Ben Hoban is a GP in Exeter.

Like everyone else, our practice put up a clear plastic screen at reception during the COVID-19 pandemic to protect the receptionists. It had its downsides, of course: even though it was unavoidable, building barriers never feels like a friendly thing to do, and at a time when access had already become much more remote, it may have added to people’s frustrations when they were frightened and trying to get help. Social distancing meant keeping at least two metres away from other people, although having a screen at reception and using Personal Protective Equipment (PPE) during consultations allowed this requirement to be waived. It is therefore worth reflecting that despite their drawbacks, barriers designed to separate people did also bring them together by making closeness safe.

It is not just viral transmission that can make closeness hazardous. We did consider taking the screen down again after the pandemic, although everyone was used to it by then, and the receptionists had occasionally been grateful to have something between them and an angry patient, however flimsy; we decided in the end to install a permanent screen with an intercom system. The danger in a consultation is usually more subtle, lying in the various misunderstandings that can arise between two people who do not always know each other, when one of them is unwell and must expose themselves physically or psychologically to the scrutiny of the other. We all have a sense of personal space around both our body and our inner self, whose invisible boundary we guard carefully against intrusion.
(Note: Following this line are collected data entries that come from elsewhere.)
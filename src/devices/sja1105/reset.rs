//! Reset sequencing and identification

use super::driver::{DeviceLock, Sja1105};
use super::error::{ArgumentError, Result, Sja1105Error};
use crate::core::logging::device_log;
use crate::platform::Sja1105Platform;
use sja1105_core::frame::ControlFrame;
use sja1105_core::status::{ConfigStatus, Variant};
use sja1105_core::timing::{T_RST_NS, T_RST_STARTUP_HW_NS, T_RST_STARTUP_SW_NS};

impl<P> Sja1105<P>
where
    P: Sja1105Platform,
{
    /// Warm reset through the reset generation unit
    ///
    /// Keeps the static configuration. Waits the software startup time, then
    /// polls the readiness flag.
    ///
    /// # Errors
    ///
    /// `Transport` if the register write fails, `Timeout` if the switch does
    /// not become ready.
    pub fn warm_reset(&self) -> Result<()> {
        let lock = self.lock()?;
        let bit = self.config().registers.warm_reset;
        self.register_reset(&lock, bit, T_RST_STARTUP_SW_NS)
    }

    /// Cold reset through the reset generation unit
    ///
    /// Equivalent to a power-on reset: the static configuration is lost.
    ///
    /// # Errors
    ///
    /// Same as [`warm_reset`](Self::warm_reset).
    pub fn cold_reset(&self) -> Result<()> {
        let lock = self.lock()?;
        let bit = self.config().registers.cold_reset;
        self.register_reset(&lock, bit, T_RST_STARTUP_HW_NS)
    }

    /// Hardware reset through the reset line
    ///
    /// Holds the line low for the reset pulse width, releases it, waits the
    /// hardware startup time, then polls the readiness flag. This is the only
    /// operation that drives the reset line.
    ///
    /// # Errors
    ///
    /// `Timeout` if the switch does not become ready, `Transport` if a
    /// readiness read fails.
    pub fn cfg_reset(&self) -> Result<()> {
        let lock = self.lock()?;
        self.platform().set_reset_line(false);
        self.platform().delay_ns(T_RST_NS);
        self.platform().set_reset_line(true);
        self.platform().delay_ns(T_RST_STARTUP_HW_NS);
        self.wait_ready(&lock)
    }

    /// Raw device ID register
    ///
    /// # Errors
    ///
    /// `Timeout` or `Transport`, as for any register read.
    pub fn read_device_id(&self) -> Result<u32> {
        let mut id = [0u32; 1];
        self.read_register(self.config().registers.device_id, &mut id)?;
        Ok(id[0])
    }

    /// Family member behind the device ID register
    ///
    /// # Errors
    ///
    /// `InvalidArgument(UnknownDevice)` for an ID outside the SJA1105 family.
    pub fn identify(&self) -> Result<Variant> {
        let id = self.read_device_id()?;
        match Variant::from_device_id(id) {
            Some(variant) => {
                crate::log_info!("SJA1105 {} identified", self.config().switch_id);
                Ok(variant)
            }
            None => {
                device_log!(self, "unknown device id {:#010x}", id);
                Err(Sja1105Error::InvalidArgument(ArgumentError::UnknownDevice(
                    id,
                )))
            }
        }
    }

    /// Initial configuration status, read twice for stability
    ///
    /// # Errors
    ///
    /// `Verification` if the two reads disagree, otherwise as for any
    /// register read.
    pub fn read_config_status(&self) -> Result<ConfigStatus> {
        let mut status = [0u32; 1];
        self.read_register_with_check(self.config().registers.config_status, &mut status)?;
        Ok(ConfigStatus::from_register(status[0]))
    }

    fn register_reset(&self, lock: &DeviceLock<'_, P>, bit: u32, settle_ns: u32) -> Result<()> {
        let frame = ControlFrame::write(self.config().registers.reset_ctrl, 1)?;
        self.write_words(lock, frame, &[bit])?;
        self.platform().delay_ns(settle_ns);
        self.wait_ready(lock)
    }

    fn wait_ready(&self, lock: &DeviceLock<'_, P>) -> Result<()> {
        let ready = self.config().registers.ready;
        let result = self.poll(lock, ready);
        if result.is_err() {
            crate::log_warn!("SJA1105 {} not ready after reset", self.config().switch_id);
        }
        result
    }
}

#[cfg(test)]
mod tests {
    use super::super::config::Sja1105Config;
    use super::super::registers::{DEVICE_ID, RGU_RESET_CTRL};
    use super::*;
    use crate::platform::mock::{MockEvent, MockSwitch};
    use sja1105_core::frame::Direction;

    #[test]
    fn test_warm_reset_writes_bit_and_polls() {
        let mock = MockSwitch::sja1105(Variant::QS);
        let dev = Sja1105::new(&mock, Sja1105Config::default());
        dev.warm_reset().unwrap();

        let frames = mock.frames();
        assert_eq!(frames[0].direction(), Direction::Write);
        assert_eq!(frames[0].address(), RGU_RESET_CTRL);
        assert_eq!(frames[1].direction(), Direction::Read);
        assert_eq!(frames[1].address(), DEVICE_ID);
        let payload = mock.timeline().into_iter().find_map(|e| match e.event {
            MockEvent::Transmit(words) if words == vec![1 << 3] => Some(()),
            _ => None,
        });
        assert!(payload.is_some());
    }

    #[test]
    fn test_warm_reset_times_out_without_ready() {
        let mock = MockSwitch::new();
        let dev = Sja1105::new(&mock, Sja1105Config::default().with_timeout_ms(4));
        assert_eq!(dev.warm_reset(), Err(Sja1105Error::Timeout));
    }

    #[test]
    fn test_cfg_reset_pulses_reset_line() {
        let mock = MockSwitch::sja1105(Variant::PR);
        let dev = Sja1105::new(&mock, Sja1105Config::default());
        dev.cfg_reset().unwrap();

        let timeline = mock.timeline();
        let low = timeline
            .iter()
            .find(|e| e.event == MockEvent::ResetLine(false))
            .unwrap();
        let high = timeline
            .iter()
            .find(|e| e.event == MockEvent::ResetLine(true))
            .unwrap();
        assert!(high.at_ns - low.at_ns >= T_RST_NS as u64);
        assert!(mock.reset_line());
    }

    #[test]
    fn test_identify() {
        let mock = MockSwitch::sja1105(Variant::E);
        let dev = Sja1105::new(&mock, Sja1105Config::default());
        assert_eq!(dev.identify(), Ok(Variant::E));

        mock.set_register(DEVICE_ID, 0x1234);
        assert_eq!(
            dev.identify(),
            Err(Sja1105Error::InvalidArgument(ArgumentError::UnknownDevice(
                0x1234
            )))
        );
    }

    #[test]
    fn test_config_status() {
        let mock = MockSwitch::new();
        mock.set_register(0x1, 0x8000_0000);
        let dev = Sja1105::new(&mock, Sja1105Config::default());
        assert!(dev.read_config_status().unwrap().is_loaded());
    }
}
Boundaries in medical care are therefore not primarily a mechanism for creating distance between people, but for making safe the physical or psychological closeness that effective care requires.

Personal boundaries are rarely fixed, however. Consider how the need for physical space around us can disappear entirely in a crowd, or on a busy tube train, simply through a cognitive reframing of what we are doing: not touching strangers, just being in a space with particular conditions, where different norms apply. When doctors make physical contact with their patients’ bare skin, examination gloves can be a useful hygiene measure, but they are also symbolic, drawing our attention to a similar re-framing. The same applies to purely verbal contact. Most patients seem to appreciate a bit of small talk when they are collected from the waiting room, but would expect a more formal tone during the consultation, especially if it involved an intimate examination. Boundaries in medical care are therefore not primarily a mechanism for creating distance between people, but for making safe the physical or psychological closeness that effective care requires. They achieve this partly through the context of language, rituals, and symbols that together emphasise the otherness of doctors. A boundary represents not just the line separating one entity from another, however, but also the point of contact between them.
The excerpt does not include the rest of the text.